İstanbul University Aziz Sancar Instute of Experimental Medicine, İstanbul, Turkey

Thorac Res Pract 2019; 20: Supplement 233-233
DOI: 10.5152/TurkThoracJ.2019.233
Read: 1239 Downloads: 678 Published: 07 August 2019

Objectives: Multi Drug Resistant (MDR) TB is threatening global TB control. It’s one of the basic public health problems.

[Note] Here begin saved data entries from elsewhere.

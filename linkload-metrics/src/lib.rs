mod stats;
mod summary;
pub mod thresholds;

pub use stats::RunStats;
pub use summary::{CheckSummary, CounterSummary, RateSummary, RunSummary, TrendSummary};
pub use thresholds::{MetricSource, ThresholdError, ThresholdResult, ThresholdSet};

use prometheus::{
    Encoder, HistogramOpts, HistogramVec, IntCounter, IntCounterVec, IntGauge, Opts, Registry,
    TextEncoder,
};
use thiserror::Error;

/// Buckets of `http_req_duration`, in milliseconds
pub const DEFAULT_HISTOGRAM_BUCKET: [f64; 8] = [
    5f64, 10f64, 25f64, 50f64, 100f64, 250f64, 500f64, 1000f64,
];

pub const RESULT_PASS: &str = "pass";
pub const RESULT_FAIL: &str = "fail";

#[derive(Debug, Error)]
pub enum MetricsError {
    #[error("failed to register metrics: {0}")]
    Prometheus(#[from] prometheus::Error),
    #[error("failed to create latency histogram: {0}")]
    Histogram(String),
    #[error("metrics are not valid utf-8: {0}")]
    Encoding(#[from] std::string::FromUtf8Error),
}

/// Prometheus view of a run. Every metric carries the scenario name as a constant label.
pub struct Metrics {
    registry: Registry,
    http_reqs: IntCounterVec,
    http_req_failed: IntCounterVec,
    http_req_duration: HistogramVec,
    checks: IntCounterVec,
    iterations: IntCounter,
    dropped_iterations: IntCounter,
    workers: IntGauge,
}

impl Metrics {
    pub fn new(scenario: &str) -> Result<Self, MetricsError> {
        let registry = Registry::default();

        let opts =
            Opts::new("http_reqs", "requests sent to the target").const_label("scenario", scenario);
        let http_reqs = IntCounterVec::new(opts, &["phase", "status"])?;

        let opts = Opts::new(
            "http_req_failed",
            "requests without a response or with a status outside 200-399",
        )
        .const_label("scenario", scenario);
        let http_req_failed = IntCounterVec::new(opts, &["phase"])?;

        let mut opts = HistogramOpts::new("http_req_duration", "request duration in milliseconds")
            .const_label("scenario", scenario);
        opts.buckets = Vec::from(DEFAULT_HISTOGRAM_BUCKET);
        let http_req_duration = HistogramVec::new(opts, &["phase", "status_class"])?;

        let opts = Opts::new("checks", "check outcomes").const_label("scenario", scenario);
        let checks = IntCounterVec::new(opts, &["check", "result"])?;

        let opts =
            Opts::new("iterations", "completed iterations").const_label("scenario", scenario);
        let iterations = IntCounter::with_opts(opts)?;

        let opts = Opts::new(
            "dropped_iterations",
            "iterations not started for lack of a free worker",
        )
        .const_label("scenario", scenario);
        let dropped_iterations = IntCounter::with_opts(opts)?;

        let opts = Opts::new("workers", "allocated workers").const_label("scenario", scenario);
        let workers = IntGauge::with_opts(opts)?;

        registry.register(Box::new(http_reqs.clone()))?;
        registry.register(Box::new(http_req_failed.clone()))?;
        registry.register(Box::new(http_req_duration.clone()))?;
        registry.register(Box::new(checks.clone()))?;
        registry.register(Box::new(iterations.clone()))?;
        registry.register(Box::new(dropped_iterations.clone()))?;
        registry.register(Box::new(workers.clone()))?;

        Ok(Metrics {
            registry,
            http_reqs,
            http_req_failed,
            http_req_duration,
            checks,
            iterations,
            dropped_iterations,
            workers,
        })
    }

    pub fn http_request(&self, phase: &str, status: &str, status_class: &str, elapsed_ms: f64) {
        self.http_reqs.with_label_values(&[phase, status]).inc();
        self.http_req_duration
            .with_label_values(&[phase, status_class])
            .observe(elapsed_ms);
    }

    pub fn http_request_failed(&self, phase: &str) {
        self.http_req_failed.with_label_values(&[phase]).inc();
    }

    pub fn check(&self, name: &str, passed: bool) {
        let result = if passed { RESULT_PASS } else { RESULT_FAIL };
        self.checks.with_label_values(&[name, result]).inc();
    }

    pub fn check_count(&self, name: &str, passed: bool) -> u64 {
        let result = if passed { RESULT_PASS } else { RESULT_FAIL };
        self.checks.with_label_values(&[name, result]).get()
    }

    pub fn iteration(&self) {
        self.iterations.inc();
    }

    pub fn dropped_iterations(&self, count: u64) {
        self.dropped_iterations.inc_by(count);
    }

    pub fn set_workers(&self, count: i64) {
        self.workers.set(count);
    }

    pub fn iteration_count(&self) -> u64 {
        self.iterations.get()
    }

    pub fn dropped_iteration_count(&self) -> u64 {
        self.dropped_iterations.get()
    }

    pub fn worker_count(&self) -> i64 {
        self.workers.get()
    }

    /// Prometheus text exposition of everything recorded so far
    pub fn encode(&self) -> Result<String, MetricsError> {
        let encoder = TextEncoder::new();
        let mut buffer = vec![];
        encoder.encode(&self.registry.gather(), &mut buffer)?;
        Ok(String::from_utf8(buffer)?)
    }
}
use std::cmp::min;
use std::sync::atomic::{AtomicU64, Ordering};
use std::sync::Arc;
use std::time::Instant;

use futures_util::future::join_all;
use linkload_http::SharedIterations;
use linkload_metrics::RunStats;
use log::{debug, trace, warn};
use tokio::time::timeout_at;

use crate::{ExecutionReport, Iteration};

/// `workers` tasks pull sequence numbers off a shared counter until `iterations` are taken
/// or `max_duration` passed.
pub(crate) async fn run<I>(
    iteration: Arc<I>,
    spec: &SharedIterations,
    stats: Arc<RunStats>,
) -> ExecutionReport
where
    I: Iteration + 'static,
{
    let start = Instant::now();
    let deadline = start + spec.max_duration;
    let workers = min(spec.workers as u64, spec.iterations) as u32;
    let next = Arc::new(AtomicU64::new(0));
    let completed = Arc::new(AtomicU64::new(0));
    stats.record_workers(workers);
    debug!(
        "[shared_iterations::run] - iterations: {}, workers: {}",
        spec.iterations, workers
    );

    let handles = (0..workers)
        .map(|worker| {
            let iteration = iteration.clone();
            let stats = stats.clone();
            let next = next.clone();
            let completed = completed.clone();
            let iterations = spec.iterations;
            tokio::spawn(async move {
                loop {
                    if Instant::now() >= deadline {
                        trace!("[shared_iterations] - worker {} - max duration reached", worker);
                        break;
                    }
                    let nth = next.fetch_add(1, Ordering::SeqCst);
                    if nth >= iterations {
                        break;
                    }
                    iteration.run(nth).await;
                    stats.record_iteration();
                    completed.fetch_add(1, Ordering::Relaxed);
                }
            })
        })
        .collect::<Vec<_>>();

    let graceful_deadline = tokio::time::Instant::from_std(deadline + spec.graceful_stop);
    let graceful_stop_expired = timeout_at(graceful_deadline, join_all(handles))
        .await
        .is_err();
    if graceful_stop_expired {
        warn!(
            "[shared_iterations::run] - graceful stop of {:?} expired with iterations in progress",
            spec.graceful_stop
        );
    }

    let started = min(next.load(Ordering::SeqCst), spec.iterations);
    if started < spec.iterations {
        warn!(
            "[shared_iterations::run] - only {} of {} iterations started within {:?}",
            started, spec.iterations, spec.max_duration
        );
    }
    ExecutionReport {
        started,
        completed: completed.load(Ordering::Relaxed),
        dropped: 0,
        workers_allocated: workers,
        elapsed: start.elapsed(),
        graceful_stop_expired,
    }
}
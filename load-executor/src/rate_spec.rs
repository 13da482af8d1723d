use linkload_http::ConstantRate;

pub trait RateScheme {
    fn next(&mut self, nth: u32, last_rate: Option<u32>) -> u32;
}

impl RateScheme for ConstantRate {
    #[inline]
    fn next(&mut self, _nth: u32, _last_rate: Option<u32>) -> u32 {
        self.count_per_sec
    }
}

/// Iterations to start in a cycle that only covers `fraction` of a time unit.
#[inline]
pub(crate) fn scaled(rate: u32, fraction: f64) -> u32 {
    (rate as f64 * fraction).round() as u32
}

In our study, we aimed to evaluate the patients who were diagnosed and treated as XDR TB in our hospital.
 

Methods: We evaluated microbiological diagnosis, resistance tests (all dispatched laboratory records), age, gender, nationality, treatment regimens of the patients who were treated as MDR TB between the years 2013-2018.
 

Results: 265 patients with an average age of 39±14 were diagnosed and treated as MDR TB. 184 of 265 patients (69.2%) were male and 59 (22.2%) were foreign nationality. 159 of 265 (59.8%) were classified as previously treated patients. 21 of 265 (7.9%) had rifampicin resistance without isoniacid resistance, 244 (92.1%) had HR resistance. Pyrazinamide drug sensitivity test was attempted for 147 of 265 (55.3%) patients (Pyrazinamide resistance was detected in 39) Second-line drug susceptibility testing was attempted for 198 of 265 (74.3%) patients. Among 198 patients, 13 (4.8%) had amikacin, 20(10.1%) had quinolone, 155 (58.3%) had ethionamide, 17 (6.4%) had PAS resistance. Linezolid resistance was studied for 137 of 265 (51.5%) patients (2 of them had linezolid resistance). Evaluation of treatment regimens of 265 patients revealed that isoniyazid was used in 21 (7.9%), pyrazinamide in 142 (53.4%), ethambutol in 51 (19.2%), amikacin in 212 (79.7%), quinolone in 258 (96.9 %), (moxifloxacin in 251, levofloxacin in 7), ethionamide in 212 (79.7%), PAS in 220 (82.7%), linezolid in 58 (21.8 %), clofazimine in 31 (11.7%), amoksasilin+clavulanate in 3 (1.1%). For treatment regimen, the duration of the parenteral drug treatment was used as 4 to 6 months and total treatment time was planned as 18 months after culture negativity. Treatment results of patients are followed.
 

Conclusion: MDR TB treatment regimen takes a long time to complete, has a lot of side effects and high rates of treatment default. Early diagnosis, an effective and appropriate treatment, maintenance and the continuation of the drug resistant treatment is important for the TB control program.